We go out and do risk assessments for churches all the time. That’s part of what the Christian Security Network does. And we go all over the country. And we do small churches, large churches, country churches, city churches. You name it, we’ve done it. But they all have the same commonality: they don’t take the basic precautions. For instance security measures like lighting. Studies have shown that good lighting alone will reduce crime, but churches don’t do it. They leave, they shut their lights off, and their church may be dark for days. If your church is dark 90 percent of the time, and it sits off the roadway, and passing cars or police can’t see, that gives a criminal opportunity to go in and set a fire, commit a burglary, or some other crime without being detected.
So for all those reading this: What’s the best way to start assessing the insecurities of where they worship?
First and foremost get buy-in from your church leadership.
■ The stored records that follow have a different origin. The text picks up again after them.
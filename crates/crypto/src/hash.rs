//! SHA-256 hashing and the message/session ID generator.

use rand::rngs::OsRng;
use rand::RngCore;
use sha2::{Digest, Sha256};

pub const ID_LEN: usize = 8;
pub const HASH_LEN: usize = 32;

/// `SHA-256(data)`.
pub fn hash(data: &[u8]) -> [u8; HASH_LEN] {
    let mut hasher = Sha256::new();
    hasher.update(data);
    hasher.finalize().into()
}

/// An 8-byte message/session identifier.
pub type Id = [u8; ID_LEN];

/// Reseeds every `RESEED_INTERVAL` emissions so that an attacker who
/// recovers one generator state cannot predict IDs emitted long before
/// or after the leak.
const RESEED_INTERVAL: u32 = 1 << 16;

/// CSPRNG-seeded hash chain: `next() = SHA-256(seed ∥ counter)[0..8]`.
/// Not thread-safe by itself; callers that need concurrent access
/// (the session manager, the engine) wrap one instance in a mutex, per
/// the single-lock-per-resource design.
pub struct IdGenerator {
    seed: [u8; HASH_LEN],
    counter: u32,
}

impl IdGenerator {
    pub fn new() -> Self {
        Self {
            seed: Self::fresh_seed(),
            counter: 0,
        }
    }

    fn fresh_seed() -> [u8; HASH_LEN] {
        let mut seed = [0u8; HASH_LEN];
        OsRng.fill_bytes(&mut seed);
        seed
    }

    pub fn next(&mut self) -> Id {
        if self.counter >= RESEED_INTERVAL {
            self.seed = Self::fresh_seed();
            self.counter = 0;
        }
        let mut input = Vec::with_capacity(HASH_LEN + 4);
        input.extend_from_slice(&self.seed);
        input.extend_from_slice(&self.counter.to_be_bytes());
        self.counter += 1;
        let digest = hash(&input);
        let mut id = [0u8; ID_LEN];
        id.copy_from_slice(&digest[..ID_LEN]);
        id
    }
}

impl Default for IdGenerator {
    fn default() -> Self {
        Self::new()
    }
}

#[cfg(test)]
mod tests {
    use super::*;

    #[test]
    fn ids_are_unique_within_a_window() {
        let mut gen = IdGenerator::new();
        let mut seen = std::collections::HashSet::new();
        for _ in 0..10_000 {
            assert!(seen.insert(gen.next()));
        }
    }

    #[test]
    fn reseeds_after_interval() {
        let mut gen = IdGenerator::new();
        let seed_before = gen.seed;
        for _ in 0..RESEED_INTERVAL {
            gen.next();
        }
        assert_ne!(gen.seed, seed_before);
        assert_eq!(gen.counter, 1);
    }

    #[test]
    fn hash_is_deterministic() {
        assert_eq!(hash(b"indra"), hash(b"indra"));
        assert_ne!(hash(b"indra"), hash(b"Indra"));
    }
}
We recommend that every church start a safety ministry comprised of people in their congregation who have emergency management, fire safety, law enforcement, and security experience and then let those people go to work on creating a safe environment. We always recommend a risk assessment be done first, whether they do it in-house or they get someone else to do it. Even though churches, synagogues, and mosques are all houses of worship, no two are going to be the same. There’s no cookie-cutter recipe. The basic security principles apply across the board equally, but how they’re going to be implemented is going to be dependent on the church itself. Just start with the basics. There was over $100 million in property loss last year in the Christian community alone because of crime. That’s a staggering number and a lot of it could be prevented by simply locking doors, keeping lights on, developing relationships with your local police department for patrols, and making your staff more aware. The church needs to catch up with the rest of the business world in crime prevention.